A crate of relief supplies and attached parachute which has a combined mass of 120 kg is dropped from an aircraft horizontally at 70ms^-1 at a height of 100m above the ground.
The crate falls for 2 seconds before the parachute opens automatically and instantaneously
In the freefall part of motion, the origin of coordinates is at the point on the ground vertically below where the crate was released from the aircraft. Model the crate/parachute as a
particle. Ignore air resistance.
1 what are the initial position and velocity of the crate
2 write down the equation of motion of the crate
Derive expressions for the velocity v(t) and position r(t)
of the crate (0 < t < 2) (v and r should be bold)
3 Calculate the speed and direction of motion of the crate at
the instant the parachute opens.
2007-05-14 21:36:50 · 3 answers · asked by s 1 in Science & Mathematics ➔ Mathematics
I couldn't tell from the problem statement which coordinate system was preferred, so we'll work with Cartesian coordinates (e.g., x and y) which is the easiest. You can always convert to radial coordinate (radius and angle) using the procedure given at the end of my reply.

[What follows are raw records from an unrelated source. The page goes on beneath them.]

use crate::config::Config;
use crate::stores::{
    Leaderboard, MemoryCatalog, MemoryLeaderboard, MemorySessionStore, MongoCatalog,
    MongoSessionStore, QuestionCatalog, RedisLeaderboard, SessionStore,
};
use mongodb::Client as MongoClient;
use redis::aio::ConnectionManager;
use std::sync::Arc;

use self::answer_service::AnswerService;
use self::leaderboard_service::LeaderboardService;
use self::session_service::SessionService;

pub struct AppState {
    pub config: Config,
    pub catalog: Arc<dyn QuestionCatalog>,
    pub store: Arc<dyn SessionStore>,
    pub leaderboard: Arc<dyn Leaderboard>,
    leaderboard_updates: LeaderboardService,
}

impl AppState {
    /// MongoDB for catalog and user state, Redis for the leaderboard.
    pub async fn new(
        config: Config,
        mongo_client: MongoClient,
        redis_client: redis::Client,
    ) -> anyhow::Result<Self> {
        let catalog = MongoCatalog::new(mongo_client.database(&config.mongo_database));
        let store = MongoSessionStore::new(mongo_client, &config.mongo_database);
        catalog.ensure_indexes().await?;
        store.ensure_indexes().await?;

        tracing::info!("Attempting to connect to Redis...");

        let redis = tokio::time::timeout(
            std::time::Duration::from_secs(30),
            ConnectionManager::new(redis_client),
        )
        .await
        .map_err(|_| anyhow::anyhow!("Redis connection timeout after 30s"))??;

        tracing::info!("Redis ConnectionManager created, testing with PING...");

        let mut conn = redis.clone();
        tokio::time::timeout(
            std::time::Duration::from_secs(5),
            redis::cmd("PING").query_async::<String>(&mut conn),
        )
        .await
        .map_err(|_| anyhow::anyhow!("Redis PING timeout after 5s"))??;

        tracing::info!("Redis connection established successfully");

        Ok(Self::from_parts(
            config,
            Arc::new(catalog),
            Arc::new(store),
            Arc::new(RedisLeaderboard::new(redis)),
        ))
    }

    /// Process-local stores, for tests and `storage.backend = "memory"`.
    pub fn in_memory(config: Config) -> Self {
        Self::from_parts(
            config,
            Arc::new(MemoryCatalog::new()),
            Arc::new(MemorySessionStore::new()),
            Arc::new(MemoryLeaderboard::new()),
        )
    }

    /// Starts the leaderboard writer when async updates are enabled, so it
    /// must be called inside a tokio runtime.
    pub fn from_parts(
        config: Config,
        catalog: Arc<dyn QuestionCatalog>,
        store: Arc<dyn SessionStore>,
        leaderboard: Arc<dyn Leaderboard>,
    ) -> Self {
        let leaderboard_updates =
            LeaderboardService::new(leaderboard.clone(), config.leaderboard_async_updates)
                .with_default_limit(config.leaderboard_size);

        Self {
            config,
            catalog,
            store,
            leaderboard,
            leaderboard_updates,
        }
    }

    /// Every handle shares the one writer, which keeps a user's board
    /// updates in commit order.
    pub fn leaderboard_service(&self) -> LeaderboardService {
        self.leaderboard_updates.clone()
    }

    pub fn session_service(&self) -> SessionService {
        SessionService::new(
            self.catalog.clone(),
            self.store.clone(),
            self.leaderboard_service(),
        )
    }

    pub fn answer_service(&self) -> AnswerService {
        AnswerService::new(
            self.catalog.clone(),
            self.store.clone(),
            self.leaderboard_service(),
        )
    }
}

pub mod answer_service;
pub mod catalog_seed;
pub mod leaderboard_service;
pub mod question_selector;
pub mod scoring;
pub mod session_service;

1. These are given by the problem. The initial position is
r(0) = (0, 100),
where the first number is the horizontal coordinate and the second number is the vertical coordinate. The initial velocity must be
v(0) = (70, 0)
since the horizontal velocity is a constant 70 m/s and the velocity of a dropped object at time t = 0 is zero.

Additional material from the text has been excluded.